//! Request-scoped session handle.

use std::sync::{Mutex, MutexGuard};

use serde::{de::DeserializeOwned, Serialize};
use serde_json::{Map, Value};

use crate::{CookieSessionStorage, SessionError};

/// Prefix that marks a value as read-once.
const FLASH_PREFIX: &str = "__flash_";
const FLASH_SUFFIX: &str = "__";

fn flash_key(key: &str) -> String {
    format!("{}{}{}", FLASH_PREFIX, key, FLASH_SUFFIX)
}

#[derive(Debug, Default)]
struct SessionState {
    data: Map<String, Value>,
    pending: bool,
}

/// Session for the current request.
///
/// Shared by reference with the application; mutation goes through an
/// internal lock so handlers only need `&AppSession`.
#[derive(Debug)]
pub struct AppSession {
    state: Mutex<SessionState>,
    storage: CookieSessionStorage,
}

impl AppSession {
    pub(crate) fn from_parts(data: Map<String, Value>, storage: CookieSessionStorage) -> Self {
        Self {
            state: Mutex::new(SessionState {
                data,
                pending: false,
            }),
            storage,
        }
    }

    fn state(&self) -> MutexGuard<'_, SessionState> {
        self.state.lock().unwrap_or_else(|e| e.into_inner())
    }

    /// Whether the session was modified since it was opened or last committed.
    pub fn is_pending(&self) -> bool {
        self.state().pending
    }

    /// Get a value. Flash values are removed on read, which marks the
    /// session pending.
    pub fn get(&self, key: &str) -> Option<Value> {
        let mut state = self.state();
        if let Some(value) = state.data.remove(&flash_key(key)) {
            state.pending = true;
            return Some(value);
        }
        state.data.get(key).cloned()
    }

    /// Get a value and deserialize it.
    pub fn get_as<T: DeserializeOwned>(&self, key: &str) -> Result<Option<T>, SessionError> {
        self.get(key)
            .map(serde_json::from_value)
            .transpose()
            .map_err(SessionError::from)
    }

    /// Check for a value or a flash value under `key`.
    pub fn has(&self, key: &str) -> bool {
        let state = self.state();
        state.data.contains_key(key) || state.data.contains_key(&flash_key(key))
    }

    /// Store a value.
    pub fn set<T: Serialize>(&self, key: &str, value: T) -> Result<(), SessionError> {
        let value = serde_json::to_value(value)?;
        let mut state = self.state();
        state.data.insert(key.to_string(), value);
        state.pending = true;
        Ok(())
    }

    /// Store a value that is removed the next time it is read.
    pub fn flash<T: Serialize>(&self, key: &str, value: T) -> Result<(), SessionError> {
        let value = serde_json::to_value(value)?;
        let mut state = self.state();
        state.data.insert(flash_key(key), value);
        state.pending = true;
        Ok(())
    }

    /// Remove a value.
    pub fn unset(&self, key: &str) {
        let mut state = self.state();
        state.data.remove(key);
        state.data.remove(&flash_key(key));
        state.pending = true;
    }

    /// Serialize the session into a `Set-Cookie` value and clear the
    /// pending flag.
    pub fn commit(&self) -> Result<String, SessionError> {
        let mut state = self.state();
        let cookie = self.storage.commit_session(&state.data)?;
        state.pending = false;
        Ok(cookie)
    }

    /// Clear all data and return a `Set-Cookie` value that expires the
    /// cookie.
    pub fn destroy(&self) -> String {
        let mut state = self.state();
        state.data.clear();
        state.pending = false;
        self.storage.destroy_session()
    }
}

### WHAT TO WORK ON
Pick out the lines above that hold the string "Some" and show them.

### FINISHED TASK
        if let Some(value) = state.data.remove(&flash_key(key)) {
            return Some(value);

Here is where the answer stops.